## [REQUIREMENT]
As the answer, set down the lines below from the one containing "repository 457541b6c63c5a6b" through the one containing "pub const TITLES_FILE: &str", exactly and inclusively, and no others.

## [DATA LISTING]

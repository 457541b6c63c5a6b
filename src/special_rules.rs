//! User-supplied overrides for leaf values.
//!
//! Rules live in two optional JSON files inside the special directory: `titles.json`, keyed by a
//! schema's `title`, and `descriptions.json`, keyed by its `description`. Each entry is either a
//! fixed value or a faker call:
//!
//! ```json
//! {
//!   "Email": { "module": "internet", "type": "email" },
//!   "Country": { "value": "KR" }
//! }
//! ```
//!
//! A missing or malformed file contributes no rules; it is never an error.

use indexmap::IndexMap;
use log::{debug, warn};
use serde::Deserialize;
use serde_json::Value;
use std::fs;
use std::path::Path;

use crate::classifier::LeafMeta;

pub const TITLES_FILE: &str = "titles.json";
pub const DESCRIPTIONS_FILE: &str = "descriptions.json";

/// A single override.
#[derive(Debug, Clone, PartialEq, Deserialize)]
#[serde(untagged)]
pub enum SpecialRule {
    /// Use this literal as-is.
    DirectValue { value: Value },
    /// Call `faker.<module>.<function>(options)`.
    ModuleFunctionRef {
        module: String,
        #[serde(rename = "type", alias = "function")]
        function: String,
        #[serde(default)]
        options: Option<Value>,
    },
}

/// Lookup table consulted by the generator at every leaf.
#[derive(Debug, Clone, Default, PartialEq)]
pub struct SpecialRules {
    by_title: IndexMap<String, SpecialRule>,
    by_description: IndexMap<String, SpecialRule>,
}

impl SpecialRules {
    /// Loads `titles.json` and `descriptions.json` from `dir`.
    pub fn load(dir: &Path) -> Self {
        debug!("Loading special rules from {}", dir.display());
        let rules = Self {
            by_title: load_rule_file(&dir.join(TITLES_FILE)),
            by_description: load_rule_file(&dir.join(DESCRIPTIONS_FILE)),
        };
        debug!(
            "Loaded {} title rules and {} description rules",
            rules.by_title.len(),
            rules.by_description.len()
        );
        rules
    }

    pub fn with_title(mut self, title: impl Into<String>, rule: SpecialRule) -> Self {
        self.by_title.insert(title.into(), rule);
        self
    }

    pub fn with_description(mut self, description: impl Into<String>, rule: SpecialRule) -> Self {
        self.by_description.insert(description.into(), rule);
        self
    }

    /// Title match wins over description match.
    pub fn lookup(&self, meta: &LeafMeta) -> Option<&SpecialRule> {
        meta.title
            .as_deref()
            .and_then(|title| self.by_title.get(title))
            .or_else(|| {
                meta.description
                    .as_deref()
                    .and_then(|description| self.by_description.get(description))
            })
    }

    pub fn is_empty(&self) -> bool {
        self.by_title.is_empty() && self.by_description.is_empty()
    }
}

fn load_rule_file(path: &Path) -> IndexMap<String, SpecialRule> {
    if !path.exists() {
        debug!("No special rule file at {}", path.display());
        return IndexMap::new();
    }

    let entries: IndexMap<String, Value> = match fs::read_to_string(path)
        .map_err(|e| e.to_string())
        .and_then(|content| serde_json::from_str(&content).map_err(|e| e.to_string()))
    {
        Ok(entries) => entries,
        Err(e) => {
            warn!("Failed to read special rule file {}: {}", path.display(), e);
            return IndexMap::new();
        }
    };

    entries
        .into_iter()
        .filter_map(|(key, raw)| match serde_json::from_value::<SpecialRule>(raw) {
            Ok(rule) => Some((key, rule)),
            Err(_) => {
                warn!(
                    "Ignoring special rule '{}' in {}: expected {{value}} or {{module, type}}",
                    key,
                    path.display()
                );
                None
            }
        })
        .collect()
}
==
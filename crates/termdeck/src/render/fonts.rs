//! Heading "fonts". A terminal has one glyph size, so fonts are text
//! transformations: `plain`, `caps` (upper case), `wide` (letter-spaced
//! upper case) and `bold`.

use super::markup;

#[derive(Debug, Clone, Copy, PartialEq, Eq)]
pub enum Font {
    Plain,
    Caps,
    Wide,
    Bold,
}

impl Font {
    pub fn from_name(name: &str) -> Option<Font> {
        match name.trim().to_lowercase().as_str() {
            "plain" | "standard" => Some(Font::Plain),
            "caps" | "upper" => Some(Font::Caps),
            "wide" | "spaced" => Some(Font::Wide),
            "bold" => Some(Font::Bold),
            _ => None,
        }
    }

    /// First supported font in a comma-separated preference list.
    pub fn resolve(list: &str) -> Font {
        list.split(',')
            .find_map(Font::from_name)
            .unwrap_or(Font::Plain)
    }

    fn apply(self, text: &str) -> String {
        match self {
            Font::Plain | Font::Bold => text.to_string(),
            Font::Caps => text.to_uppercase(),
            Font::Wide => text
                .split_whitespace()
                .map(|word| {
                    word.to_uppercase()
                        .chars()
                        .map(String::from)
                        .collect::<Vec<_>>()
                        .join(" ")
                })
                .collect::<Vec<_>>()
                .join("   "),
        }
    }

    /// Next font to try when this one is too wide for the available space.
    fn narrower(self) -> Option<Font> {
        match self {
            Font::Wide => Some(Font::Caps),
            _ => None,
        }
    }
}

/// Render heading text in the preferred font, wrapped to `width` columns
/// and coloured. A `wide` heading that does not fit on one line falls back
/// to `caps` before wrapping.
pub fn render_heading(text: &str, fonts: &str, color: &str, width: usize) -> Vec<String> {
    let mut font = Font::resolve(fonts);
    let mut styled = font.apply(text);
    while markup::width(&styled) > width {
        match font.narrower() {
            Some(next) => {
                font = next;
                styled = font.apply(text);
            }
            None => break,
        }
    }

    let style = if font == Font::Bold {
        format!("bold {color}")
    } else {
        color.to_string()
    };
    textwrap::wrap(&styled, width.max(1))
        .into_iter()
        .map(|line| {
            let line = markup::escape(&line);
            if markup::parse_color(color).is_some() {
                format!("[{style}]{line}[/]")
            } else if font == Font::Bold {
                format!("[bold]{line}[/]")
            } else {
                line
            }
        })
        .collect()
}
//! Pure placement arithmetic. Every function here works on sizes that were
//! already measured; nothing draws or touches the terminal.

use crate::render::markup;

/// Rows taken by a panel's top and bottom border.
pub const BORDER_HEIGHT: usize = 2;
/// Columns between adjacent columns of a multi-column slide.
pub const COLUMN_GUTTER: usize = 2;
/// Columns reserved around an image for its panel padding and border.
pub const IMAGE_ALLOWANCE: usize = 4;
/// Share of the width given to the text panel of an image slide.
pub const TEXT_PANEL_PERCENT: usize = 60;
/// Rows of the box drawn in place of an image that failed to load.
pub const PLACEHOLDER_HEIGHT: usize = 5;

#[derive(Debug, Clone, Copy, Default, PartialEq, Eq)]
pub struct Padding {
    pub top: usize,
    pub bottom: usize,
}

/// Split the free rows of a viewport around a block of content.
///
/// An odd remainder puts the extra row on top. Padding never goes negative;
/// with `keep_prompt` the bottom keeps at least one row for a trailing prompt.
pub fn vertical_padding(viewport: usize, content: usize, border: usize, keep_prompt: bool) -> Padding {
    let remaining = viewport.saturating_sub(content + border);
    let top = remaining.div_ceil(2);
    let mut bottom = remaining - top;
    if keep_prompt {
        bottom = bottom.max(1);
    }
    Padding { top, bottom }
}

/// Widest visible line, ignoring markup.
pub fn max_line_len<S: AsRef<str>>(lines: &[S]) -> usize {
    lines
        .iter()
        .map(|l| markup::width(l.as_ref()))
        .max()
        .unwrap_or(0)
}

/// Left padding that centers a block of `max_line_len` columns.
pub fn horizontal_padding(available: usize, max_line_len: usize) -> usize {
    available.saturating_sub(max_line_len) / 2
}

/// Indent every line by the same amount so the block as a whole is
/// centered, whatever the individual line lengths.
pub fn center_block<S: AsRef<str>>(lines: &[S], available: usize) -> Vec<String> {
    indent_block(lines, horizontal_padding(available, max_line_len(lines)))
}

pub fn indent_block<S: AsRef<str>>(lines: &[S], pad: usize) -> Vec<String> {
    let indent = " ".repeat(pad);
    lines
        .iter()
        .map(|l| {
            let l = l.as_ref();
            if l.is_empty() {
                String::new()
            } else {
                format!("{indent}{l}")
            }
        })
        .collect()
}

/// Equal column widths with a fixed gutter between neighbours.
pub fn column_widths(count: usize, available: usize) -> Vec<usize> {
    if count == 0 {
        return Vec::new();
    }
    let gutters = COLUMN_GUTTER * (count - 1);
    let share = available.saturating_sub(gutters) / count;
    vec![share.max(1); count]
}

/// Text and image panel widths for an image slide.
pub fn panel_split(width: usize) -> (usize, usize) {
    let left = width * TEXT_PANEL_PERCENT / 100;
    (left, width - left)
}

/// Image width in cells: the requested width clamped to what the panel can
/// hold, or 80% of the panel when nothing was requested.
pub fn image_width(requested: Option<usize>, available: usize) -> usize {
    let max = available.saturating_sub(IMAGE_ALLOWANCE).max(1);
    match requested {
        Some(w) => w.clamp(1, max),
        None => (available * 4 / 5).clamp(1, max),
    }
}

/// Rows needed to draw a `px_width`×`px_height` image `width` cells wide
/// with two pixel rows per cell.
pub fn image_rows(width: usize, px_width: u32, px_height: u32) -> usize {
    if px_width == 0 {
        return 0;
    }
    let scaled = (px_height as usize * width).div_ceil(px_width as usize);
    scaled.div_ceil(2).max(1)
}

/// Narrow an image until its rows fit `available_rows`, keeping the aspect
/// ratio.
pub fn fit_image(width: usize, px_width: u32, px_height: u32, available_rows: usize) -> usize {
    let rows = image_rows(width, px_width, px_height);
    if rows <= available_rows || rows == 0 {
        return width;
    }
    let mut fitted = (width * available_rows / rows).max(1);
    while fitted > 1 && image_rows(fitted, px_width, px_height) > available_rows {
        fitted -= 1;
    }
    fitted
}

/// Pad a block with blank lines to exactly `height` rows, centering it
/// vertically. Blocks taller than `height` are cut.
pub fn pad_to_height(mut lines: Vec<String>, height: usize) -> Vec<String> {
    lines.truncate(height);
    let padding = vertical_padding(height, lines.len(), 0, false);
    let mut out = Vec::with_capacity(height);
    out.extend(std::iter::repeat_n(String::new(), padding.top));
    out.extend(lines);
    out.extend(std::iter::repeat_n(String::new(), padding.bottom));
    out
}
...
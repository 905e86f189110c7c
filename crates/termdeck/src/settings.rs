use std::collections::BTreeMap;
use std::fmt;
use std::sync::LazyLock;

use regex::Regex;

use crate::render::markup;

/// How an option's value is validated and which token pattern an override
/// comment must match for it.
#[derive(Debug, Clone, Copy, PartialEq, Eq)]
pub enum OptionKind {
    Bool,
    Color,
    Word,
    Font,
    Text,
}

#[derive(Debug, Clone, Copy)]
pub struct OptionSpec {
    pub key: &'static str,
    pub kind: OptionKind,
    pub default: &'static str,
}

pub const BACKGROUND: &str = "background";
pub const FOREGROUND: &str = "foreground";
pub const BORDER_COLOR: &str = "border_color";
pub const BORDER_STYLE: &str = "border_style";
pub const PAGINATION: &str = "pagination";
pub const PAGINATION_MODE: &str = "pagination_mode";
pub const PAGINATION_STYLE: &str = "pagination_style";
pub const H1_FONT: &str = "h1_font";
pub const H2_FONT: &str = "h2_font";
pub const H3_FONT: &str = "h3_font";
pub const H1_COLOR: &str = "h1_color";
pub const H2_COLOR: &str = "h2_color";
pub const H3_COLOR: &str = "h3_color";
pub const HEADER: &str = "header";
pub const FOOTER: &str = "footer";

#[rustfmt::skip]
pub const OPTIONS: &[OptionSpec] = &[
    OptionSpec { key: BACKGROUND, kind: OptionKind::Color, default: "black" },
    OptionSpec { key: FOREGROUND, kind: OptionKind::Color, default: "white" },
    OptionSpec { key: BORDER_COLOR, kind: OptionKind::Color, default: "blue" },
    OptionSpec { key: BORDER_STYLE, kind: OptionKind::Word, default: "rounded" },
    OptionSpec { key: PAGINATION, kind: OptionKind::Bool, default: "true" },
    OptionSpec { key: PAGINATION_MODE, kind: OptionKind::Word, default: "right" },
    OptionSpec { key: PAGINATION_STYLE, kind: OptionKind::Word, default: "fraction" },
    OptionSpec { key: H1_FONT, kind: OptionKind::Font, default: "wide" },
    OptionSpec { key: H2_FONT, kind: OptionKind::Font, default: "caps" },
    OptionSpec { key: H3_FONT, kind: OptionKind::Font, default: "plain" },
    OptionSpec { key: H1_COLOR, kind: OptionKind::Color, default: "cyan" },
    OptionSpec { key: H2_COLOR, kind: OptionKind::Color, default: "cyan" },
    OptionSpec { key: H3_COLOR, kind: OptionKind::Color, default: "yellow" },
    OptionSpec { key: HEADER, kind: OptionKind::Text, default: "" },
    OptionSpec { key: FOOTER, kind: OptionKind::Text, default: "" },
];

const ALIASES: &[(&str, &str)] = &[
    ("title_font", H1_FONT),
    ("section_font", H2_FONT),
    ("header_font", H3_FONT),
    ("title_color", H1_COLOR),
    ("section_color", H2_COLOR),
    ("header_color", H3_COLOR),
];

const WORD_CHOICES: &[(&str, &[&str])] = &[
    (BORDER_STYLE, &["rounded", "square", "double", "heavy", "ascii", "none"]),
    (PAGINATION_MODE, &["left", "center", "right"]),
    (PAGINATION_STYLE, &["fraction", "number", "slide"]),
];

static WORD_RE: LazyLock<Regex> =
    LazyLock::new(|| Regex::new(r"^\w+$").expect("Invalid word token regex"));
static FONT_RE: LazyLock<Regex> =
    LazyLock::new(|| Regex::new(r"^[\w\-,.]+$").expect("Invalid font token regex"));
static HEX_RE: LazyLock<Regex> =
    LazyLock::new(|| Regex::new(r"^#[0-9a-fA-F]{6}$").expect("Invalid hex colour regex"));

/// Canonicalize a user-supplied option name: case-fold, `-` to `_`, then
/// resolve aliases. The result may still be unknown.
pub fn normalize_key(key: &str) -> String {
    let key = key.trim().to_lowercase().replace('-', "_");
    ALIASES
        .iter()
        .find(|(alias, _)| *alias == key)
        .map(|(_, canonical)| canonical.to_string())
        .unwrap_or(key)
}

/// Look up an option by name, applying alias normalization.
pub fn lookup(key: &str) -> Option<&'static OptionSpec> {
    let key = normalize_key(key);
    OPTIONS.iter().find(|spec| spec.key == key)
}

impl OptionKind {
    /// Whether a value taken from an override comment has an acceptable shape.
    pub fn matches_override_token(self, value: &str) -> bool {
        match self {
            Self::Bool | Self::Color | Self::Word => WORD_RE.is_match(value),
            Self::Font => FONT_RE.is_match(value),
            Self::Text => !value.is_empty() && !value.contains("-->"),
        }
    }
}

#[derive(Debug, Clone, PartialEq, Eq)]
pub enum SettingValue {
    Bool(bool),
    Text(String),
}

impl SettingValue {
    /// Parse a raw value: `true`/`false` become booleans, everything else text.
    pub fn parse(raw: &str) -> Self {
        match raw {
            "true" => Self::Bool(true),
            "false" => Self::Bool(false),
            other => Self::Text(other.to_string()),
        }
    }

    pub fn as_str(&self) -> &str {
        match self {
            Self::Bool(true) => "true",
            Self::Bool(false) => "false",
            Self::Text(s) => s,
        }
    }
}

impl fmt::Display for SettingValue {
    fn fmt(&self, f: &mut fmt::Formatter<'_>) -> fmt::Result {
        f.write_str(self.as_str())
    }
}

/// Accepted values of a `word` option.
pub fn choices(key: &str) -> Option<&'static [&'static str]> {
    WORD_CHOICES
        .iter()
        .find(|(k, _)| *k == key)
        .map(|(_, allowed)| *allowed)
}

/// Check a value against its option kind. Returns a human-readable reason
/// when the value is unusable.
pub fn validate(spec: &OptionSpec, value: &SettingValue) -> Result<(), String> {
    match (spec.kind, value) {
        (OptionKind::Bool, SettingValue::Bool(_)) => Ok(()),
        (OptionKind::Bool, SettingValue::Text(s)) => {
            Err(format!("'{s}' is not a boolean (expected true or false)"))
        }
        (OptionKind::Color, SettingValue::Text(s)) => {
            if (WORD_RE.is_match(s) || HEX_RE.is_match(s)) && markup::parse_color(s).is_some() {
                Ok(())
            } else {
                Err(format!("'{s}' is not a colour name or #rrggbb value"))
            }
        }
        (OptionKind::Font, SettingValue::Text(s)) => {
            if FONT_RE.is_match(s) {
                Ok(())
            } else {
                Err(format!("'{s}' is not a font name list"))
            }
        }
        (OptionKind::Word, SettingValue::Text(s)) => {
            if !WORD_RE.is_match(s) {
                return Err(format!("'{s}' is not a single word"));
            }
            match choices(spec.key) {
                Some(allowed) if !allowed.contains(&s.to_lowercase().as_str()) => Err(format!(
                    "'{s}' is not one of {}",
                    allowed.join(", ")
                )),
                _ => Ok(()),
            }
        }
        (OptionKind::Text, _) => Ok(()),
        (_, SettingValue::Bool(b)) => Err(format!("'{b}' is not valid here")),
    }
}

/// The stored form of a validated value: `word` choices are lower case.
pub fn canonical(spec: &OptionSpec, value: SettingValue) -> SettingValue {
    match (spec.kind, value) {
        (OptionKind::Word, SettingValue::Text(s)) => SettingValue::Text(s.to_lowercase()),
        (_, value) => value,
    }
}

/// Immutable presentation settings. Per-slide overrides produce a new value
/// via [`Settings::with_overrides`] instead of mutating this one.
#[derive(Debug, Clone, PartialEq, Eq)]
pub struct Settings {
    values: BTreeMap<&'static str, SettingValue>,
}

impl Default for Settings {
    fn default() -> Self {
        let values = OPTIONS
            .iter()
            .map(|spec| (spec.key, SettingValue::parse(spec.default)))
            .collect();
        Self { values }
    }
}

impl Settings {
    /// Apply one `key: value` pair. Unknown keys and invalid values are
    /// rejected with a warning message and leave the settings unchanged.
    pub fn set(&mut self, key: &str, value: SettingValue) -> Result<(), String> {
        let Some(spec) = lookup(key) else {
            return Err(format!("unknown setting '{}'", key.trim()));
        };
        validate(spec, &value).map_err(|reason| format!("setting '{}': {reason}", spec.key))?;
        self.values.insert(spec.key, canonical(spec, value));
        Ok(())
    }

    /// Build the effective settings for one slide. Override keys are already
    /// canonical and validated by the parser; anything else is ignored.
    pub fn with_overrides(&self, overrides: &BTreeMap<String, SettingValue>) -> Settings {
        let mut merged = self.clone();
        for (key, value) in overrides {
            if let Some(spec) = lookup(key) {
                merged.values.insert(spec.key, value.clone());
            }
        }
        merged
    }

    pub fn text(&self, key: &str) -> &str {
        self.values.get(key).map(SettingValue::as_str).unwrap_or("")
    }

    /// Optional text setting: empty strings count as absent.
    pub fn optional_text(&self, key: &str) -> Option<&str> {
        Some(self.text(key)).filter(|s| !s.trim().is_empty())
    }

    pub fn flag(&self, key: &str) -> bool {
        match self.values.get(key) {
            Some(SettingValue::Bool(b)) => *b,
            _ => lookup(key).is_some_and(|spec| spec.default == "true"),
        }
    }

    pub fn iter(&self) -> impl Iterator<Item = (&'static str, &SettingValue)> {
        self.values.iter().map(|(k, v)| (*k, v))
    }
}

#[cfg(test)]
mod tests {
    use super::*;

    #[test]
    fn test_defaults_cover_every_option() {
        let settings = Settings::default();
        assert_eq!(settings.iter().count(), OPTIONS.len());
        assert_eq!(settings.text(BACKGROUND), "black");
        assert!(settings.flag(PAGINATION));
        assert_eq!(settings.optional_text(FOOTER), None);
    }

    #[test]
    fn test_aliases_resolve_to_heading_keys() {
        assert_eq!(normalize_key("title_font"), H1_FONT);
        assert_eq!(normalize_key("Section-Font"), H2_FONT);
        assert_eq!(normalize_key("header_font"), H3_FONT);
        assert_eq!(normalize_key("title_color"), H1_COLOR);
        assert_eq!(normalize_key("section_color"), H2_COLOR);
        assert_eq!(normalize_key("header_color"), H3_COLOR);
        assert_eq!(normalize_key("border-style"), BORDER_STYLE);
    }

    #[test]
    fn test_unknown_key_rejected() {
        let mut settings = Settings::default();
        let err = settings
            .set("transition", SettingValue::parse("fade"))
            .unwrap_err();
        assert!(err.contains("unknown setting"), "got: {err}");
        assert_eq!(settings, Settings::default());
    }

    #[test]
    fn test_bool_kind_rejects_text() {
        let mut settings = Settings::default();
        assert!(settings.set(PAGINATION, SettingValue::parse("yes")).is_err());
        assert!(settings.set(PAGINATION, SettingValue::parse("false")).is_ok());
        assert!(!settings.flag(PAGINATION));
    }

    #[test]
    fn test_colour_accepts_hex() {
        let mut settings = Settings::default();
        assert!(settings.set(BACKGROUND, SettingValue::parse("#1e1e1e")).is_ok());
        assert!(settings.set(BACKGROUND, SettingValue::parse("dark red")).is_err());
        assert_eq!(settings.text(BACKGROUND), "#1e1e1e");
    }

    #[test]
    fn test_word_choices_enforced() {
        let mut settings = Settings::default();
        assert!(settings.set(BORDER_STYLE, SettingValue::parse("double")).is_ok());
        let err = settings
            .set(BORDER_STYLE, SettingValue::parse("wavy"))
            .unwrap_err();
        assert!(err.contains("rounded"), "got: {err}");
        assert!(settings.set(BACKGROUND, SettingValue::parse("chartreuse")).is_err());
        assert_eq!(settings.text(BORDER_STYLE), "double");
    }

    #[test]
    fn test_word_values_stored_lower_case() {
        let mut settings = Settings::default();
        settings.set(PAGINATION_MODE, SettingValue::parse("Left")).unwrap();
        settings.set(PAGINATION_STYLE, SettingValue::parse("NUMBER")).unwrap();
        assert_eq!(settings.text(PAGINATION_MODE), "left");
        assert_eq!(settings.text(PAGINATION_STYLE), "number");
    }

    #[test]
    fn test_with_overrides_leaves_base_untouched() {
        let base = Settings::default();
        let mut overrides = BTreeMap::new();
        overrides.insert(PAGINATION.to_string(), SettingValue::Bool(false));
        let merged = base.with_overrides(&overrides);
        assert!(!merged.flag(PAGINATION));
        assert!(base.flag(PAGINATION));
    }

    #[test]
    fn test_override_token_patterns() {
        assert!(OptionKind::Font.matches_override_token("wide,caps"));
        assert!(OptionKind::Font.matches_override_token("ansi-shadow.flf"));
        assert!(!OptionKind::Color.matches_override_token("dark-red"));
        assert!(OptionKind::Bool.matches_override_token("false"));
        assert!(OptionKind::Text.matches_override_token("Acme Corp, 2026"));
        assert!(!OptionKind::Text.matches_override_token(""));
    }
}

## [EXPECTED OUTPUT]
repository 457541b6c63c5a6b
filename src/special_rules.rs
//! User-supplied overrides for leaf values.
//!
//! Rules live in two optional JSON files inside the special directory: `titles.json`, keyed by a
//! schema's `title`, and `descriptions.json`, keyed by its `description`. Each entry is either a
//! fixed value or a faker call:
//!
//! ```json
//! {
//!   "Email": { "module": "internet", "type": "email" },
//!   "Country": { "value": "KR" }
//! }
//! ```
//!
//! A missing or malformed file contributes no rules; it is never an error.

use indexmap::IndexMap;
use log::{debug, warn};
use serde::Deserialize;
use serde_json::Value;
use std::fs;
use std::path::Path;

use crate::classifier::LeafMeta;

pub const TITLES_FILE: &str = "titles.json";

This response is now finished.